On ne sait ce que Louis Lortie pense quand il découvre le public très, très clairsemé dans la Salle Gaveau. Il devrait faire salle comble depuis le temps qu'il est là, qu'il enregistre des disques, mais des raisons mystérieuses font qu'il est presqu'un inconnu à Paris. On ne sait si les absents ont toujours tort, mais on est certain d'une chose : les présents ont toujours raison d'être là et nos orchestres tort de ne pas l'inviter plus souvent.
Ce soir le pianiste semble un peu tendu, son visage est fermé, ce qu'un éclairage blafard et jaunasse de la scène ne fait qu'aggraver – tandis que toute la deuxième partie du récital sera abîmée par un bruit de soufflerie audible en permanence. Tendu, on le serait à moins : exécuter en une soirée les deux cahiers des Études de Chopin est un exploit physique et psychique qui met à mal la virtuosité du pianiste et sa capacité de s'élever au-dessus des contingences mécaniques pour chanter et magnifier l'instrument qu'il a sous les doigts. Peu s'y risquent. On se souvient de Vlado Perlemuter, il y a des lustres, qui avait tant marqué Claudio Arrau qui l'y avait entendu à Londres, du jeune Maurizio Pollini ici même, ou encore de l'admirable et trop discret Philippe Giusiano.
Lortie relève donc ce défi à un âge, 63 ans, qui est celui où la plupart des pianistes virtuoses commencent à surmonter par un travail réfléchi ce qui jusque-là « sortait » avec facilité.

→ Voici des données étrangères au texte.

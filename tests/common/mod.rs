// SPDX-License-Identifier: MIT
// Copyright 2026 FocusFlow contributors

use axum::body::Body;
use axum::http::{header, Request};
use axum::response::Response;
use focusflow::config::Config;
use focusflow::db::Db;
use focusflow::middleware::auth::create_jwt;
use focusflow::routes::create_router;
use focusflow::services::{BreakService, EmailNotifier, ScoringService, SessionService};
use focusflow::AppState;
use std::sync::Arc;
use tower::ServiceExt;

/// Create a test app backed by an in-memory database and a disabled
/// notifier. Returns the router and the shared state.
#[allow(dead_code)]
pub fn create_test_app() -> (axum::Router, Arc<AppState>) {
    let config = Config::test_default();
    let db = Db::open_in_memory().expect("in-memory database");

    let notifier = EmailNotifier::disabled();
    let sessions = SessionService::new(db.clone());
    let breaks = BreakService::new(db.clone(), notifier, config.frontend_url.clone());
    let scoring = ScoringService::new(db.clone());

    let state = Arc::new(AppState {
        config,
        db,
        sessions,
        breaks,
        scoring,
    });

    (create_router(state.clone()), state)
}

/// Create a test JWT for a user.
#[allow(dead_code)]
pub fn test_jwt(state: &AppState, user_id: &str, name: &str, email: Option<&str>) -> String {
    create_jwt(user_id, name, email, &state.config.jwt_signing_key).expect("test jwt")
}

/// Send an authenticated request with an optional JSON body.
#[allow(dead_code)]
pub async fn request(
    app: &axum::Router,
    method: &str,
    uri: &str,
    token: &str,
    body: Option<serde_json::Value>,
) -> Response {
    let builder = Request::builder()
        .method(method)
        .uri(uri)
        .header(header::AUTHORIZATION, format!("Bearer {}", token));

    let request = match body {
        Some(json) => builder
            .header(header::CONTENT_TYPE, "application/json")
            .body(Body::from(json.to_string()))
            .unwrap(),
        None => builder.body(Body::empty()).unwrap(),
    };

    app.clone().oneshot(request).await.unwrap()
}

/// Read a JSON response body.
#[allow(dead_code)]
pub async fn read_json(response: Response) -> serde_json::Value {
    let body = axum::body::to_bytes(response.into_body(), 64 * 1024)
        .await
        .unwrap();
    serde_json::from_slice(&body).unwrap()
}

/// Create a session and join it as `token`'s user, returning the session id.
#[allow(dead_code)]
pub async fn create_and_join(
    app: &axum::Router,
    token: &str,
    duration_minutes: i64,
    goal: &str,
) -> String {
    let response = request(
        app,
        "POST",
        "/api/sessions",
        token,
        Some(serde_json::json!({
            "name": "Deep work",
            "durationMinutes": duration_minutes,
        })),
    )
    .await;
    assert_eq!(response.status(), axum::http::StatusCode::OK);
    let created = read_json(response).await;
    let session_id = created["session"]["id"].as_str().unwrap().to_string();

    let response = request(
        app,
        "POST",
        &format!("/api/sessions/{}/join", session_id),
        token,
        Some(serde_json::json!({ "goal": goal })),
    )
    .await;
    assert_eq!(response.status(), axum::http::StatusCode::OK);

    session_id
}

/// Backdate a session's start so break mode is unlocked.
#[allow(dead_code)]
pub fn backdate_session_start(state: &AppState, session_id: &str, seconds_ago: i64) {
    let started_at = focusflow::time_utils::format_utc_rfc3339(
        chrono::Utc::now() - chrono::Duration::seconds(seconds_ago),
    );
    state
        .db
        .with_conn(|conn| {
            conn.execute(
                r#"UPDATE "FocusSession" SET "startedAt" = ?2 WHERE "id" = ?1"#,
                rusqlite::params![session_id, started_at],
            )
        })
        .expect("backdate session start");
}

/// Backdate the caller's break deadline so the break is overdue.
#[allow(dead_code)]
pub fn backdate_break_deadline(state: &AppState, session_id: &str, user_id: &str, seconds_ago: i64) {
    let ends_at = focusflow::time_utils::format_utc_rfc3339(
        chrono::Utc::now() - chrono::Duration::seconds(seconds_ago),
    );
    state
        .db
        .with_conn(|conn| {
            conn.execute(
                r#"
                UPDATE "UserInSession" SET "breakEndsAt" = ?3
                WHERE "focusSessionId" = ?1 AND "userId" = ?2
                "#,
                rusqlite::params![session_id, user_id, ends_at],
            )
        })
        .expect("backdate break deadline");
}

Et puis se lancer avec l'Étude op. 10 n° 1, sa main gauche de choral, sa main droite montant et descendant des arpèges incommodes qui étirent la main, la replient, a de quoi faire un peu peur au plus intrépide, d'autant que vingt-trois études suivent qui présentent toutes un, voire plusieurs défis à relever. Et Lortie va vaincre, non sans quelques tensions passagères qui ne nuisent en rien à la dramaturgie qui se fait jour dans la façon dont il fait se succéder ces poèmes aux climats si contrastés. Son piano l'aide-t-il ? À la fin, il se tournera vers lui pour l'applaudir. C'est un Bösendorfer Vienna Concert ; il est somptueux, sans ce métal ferraillant et cette opacité sonore de l'Impérial des années 1990-2000. Il est plein, sonne d'une voix puissante, avec des basses qui peuvent être soudain telluriques et donnent une assise remarquable à la musique, mais – car il y a un mais – sa couleur est assez univoque et ses aigus ont certes de la densité, ce qui est rare, mais ils ne chantent pas vraiment, comme si le son mourait trop rapidement après l'émission : c'est ce que l'on entend du rang G au parterre. Peut-être qu'entendu de plus loin dans cette salle dont l'acoustique est exemplaire, notre impression serait différente ?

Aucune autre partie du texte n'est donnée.